The hardware that's in our hands when we use a smartphone already offers a lot more possibility than email apps are letting us access. We have devices that know their exact orientation in space and developers create gesture and motion based games for fun but most mobile email apps are still relying on a visual list where we can swipe right or left to archive or snooze an email.

That's already changing and is going to continue to get better. Users will be able to interact with their inbox is new ways that feel like superpowers in the near future.

Apple is preparing to announce the iPhone 8 this fall and developers everywhere are already playing with ARKit (Apple's toolkit for developers to build augmented reality apps).

Imagine picking up, tossing, and grouping emails in whatever way you see fit in 3d space. You can already do things like that now in a 2d space on some of the more innovative new apps for the iPhone.

The next big thing will start out looking like a toy as venture capitalist Chris Dixon says and this applies to the changes in interaction models for the email space we're about to experience.

Email will give users more control

Email in the future will gives users vastly more control. This includes a) control through interaction and b) control through personalization and c) control through programmability.

Users will be able to organize an inbox environment in a more personal way. This includes organizing the main email interfaces of what they see first on both desktop and mobile. This will include choosing to see favorite contacts and the user's most important folders or labels being more prominent and customizable.

Programmatically, the inboxes of the future will allow something along the lines of personal hashtag type rules that give priority contacts permission to 'top post' on your inbox. The email hashtag #erikonehour could be a personal hashtag I create and give out to a few colleagues to use when there is something urgent to consider and a decision is needed asap. Rather than having an associate send me something and choose their own choice of urgent subject line ("URGENT: Deal terms need decision!!! Call me"), I as a recipient get more control and organization if I choose how to share priority access to my personal inbox in a way like creating a personal hashtag that pins an email to the top of my inbox for one hour.
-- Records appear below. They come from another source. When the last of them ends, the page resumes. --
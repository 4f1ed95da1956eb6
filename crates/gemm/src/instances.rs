//! Registry of GEMM kernel instances.
//!
//! Each instance fixes the tile shape the host kernel walks: `m_per_block`
//! output rows are computed together, `n_per_block` output columns share one
//! pass over the reduction, and `k_per_block` reduction elements are consumed
//! per inner step.

#[derive(Debug, Clone, Copy, PartialEq, Eq)]
pub struct KernelInstance {
    pub id: u32,
    pub block_size: u32,
    pub m_per_block: usize,
    pub n_per_block: usize,
    pub k_per_block: usize,
}

impl KernelInstance {
    const fn new(id: u32, block_size: u32, m: usize, n: usize, k: usize) -> Self {
        Self {
            id,
            block_size,
            m_per_block: m,
            n_per_block: n,
            k_per_block: k,
        }
    }

    pub fn name(&self) -> String {
        format!(
            "a8w8_batched_{}x{}x{}x{}",
            self.block_size, self.m_per_block, self.n_per_block, self.k_per_block
        )
    }
}

pub const KERNEL_INSTANCES: &[KernelInstance] = &[
    KernelInstance::new(0, 256, 128, 128, 64),
    KernelInstance::new(1, 256, 128, 64, 64),
    KernelInstance::new(2, 256, 64, 128, 64),
    KernelInstance::new(3, 256, 64, 64, 128),
    KernelInstance::new(4, 128, 32, 64, 128),
    KernelInstance::new(5, 128, 16, 64, 256),
    KernelInstance::new(6, 64, 16, 32, 256),
    KernelInstance::new(7, 64, 16, 16, 512),
];

pub fn instance(id: u32) -> Option<&'static KernelInstance> {
    KERNEL_INSTANCES.iter().find(|inst| inst.id == id)
}

/// Size-based fallback when no tuned entry exists: skinny problems favour
/// short M tiles with deep K steps, large ones square tiles.
pub fn heuristic(m: usize, n: usize, k: usize) -> &'static KernelInstance {
    let id = if m <= 16 {
        if n <= 512 {
            7
        } else if k >= 2048 {
            5
        } else {
            6
        }
    } else if m <= 32 {
        4
    } else if m <= 64 {
        3
    } else if m <= 128 {
        if n > m {
            2
        } else {
            1
        }
    } else {
        0
    };
    // ids above are all registered
    &KERNEL_INSTANCES[id]
}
Another way of having control as a user will be interfaces where I can get into a focus mode and look at only the emails from today or a certain person easily. This allows me to better manage how I focus and get through my tasks.

Email will be paid

Isn't the possibility of paying for email in the future a bad thing?! That's one viewpoint but it's also largely responsible for the mess that most modern day inboxes are today. Retailers and spammers try to increase their reach exponentially because the cost is almost nothing.
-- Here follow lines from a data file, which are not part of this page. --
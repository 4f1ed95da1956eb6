//! Host views of cache tensors as `f32`.

use candle_core::{DType, Tensor};
use opkit_core::{fp8, host::read_f32, Result};

use crate::core::KvCacheDtype;

/// Reads a whole cache as `f32`, dequantizing FP8 bytes with `scale`.
pub fn read_cache(cache: &Tensor, name: &str, kv_cache_dtype: KvCacheDtype, scale: f32) -> Result<Vec<f32>> {
    kv_cache_dtype.check_cache(cache.dtype(), name)?;
    match kv_cache_dtype {
        KvCacheDtype::Auto => read_f32(cache),
        KvCacheDtype::Fp8E4m3 => {
            let bytes = cache.flatten_all()?.to_vec1::<u8>()?;
            Ok(fp8::decode_scaled(&bytes, scale))
        }
    }
}

/// Storage dtype of a cache given the dtype of the tensors written into it.
pub fn cache_storage_dtype(kv_cache_dtype: KvCacheDtype, compute: DType) -> DType {
    match kv_cache_dtype {
        KvCacheDtype::Auto => compute,
        KvCacheDtype::Fp8E4m3 => DType::U8,
    }
}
Paying even fractions of a cent or bitcoin to send a piece of email changes the equation for senders. No longer will it make sense to barrage recipients with junk.

What's the effect for you as a recipient? Will you be raking in the bucks or bitcoins to read your normal emails?

Most likely not because we're really talking fractions of a cent. But that's not the worst thing in the world when you hear the other positive effect that will happen.

A paid model or protocol layer will naturally sift and improve the quality of emails that make it through the 'pay filter' protocol to your inbox. That means.... less junk email!

The primary reason that the internet isn't already built on a paid protocol model is that credit card transaction processing costs make micro-transactions of a few pennies or fractional 'pennies' too costly. Bitcoin or other cryptocurrencies can in theory handle this by lowering transaction costs but they would need widespread adoption or a layer that makes mass usage easy and possibly invisible.

An interesting model of this 'pay for email concept' is what does which is create a way to pay to contact influential contacts in the tech world. There are a number of startups that also try to create a market where potential hires are paid by recruiters for responding to emails. This allows some of the benefit to go directly to those involved vs large tech companies absorbing all the profits.


The inbox of tomorrow will make email more manageable and meaningful again. For many of us, that can't happen soon enough.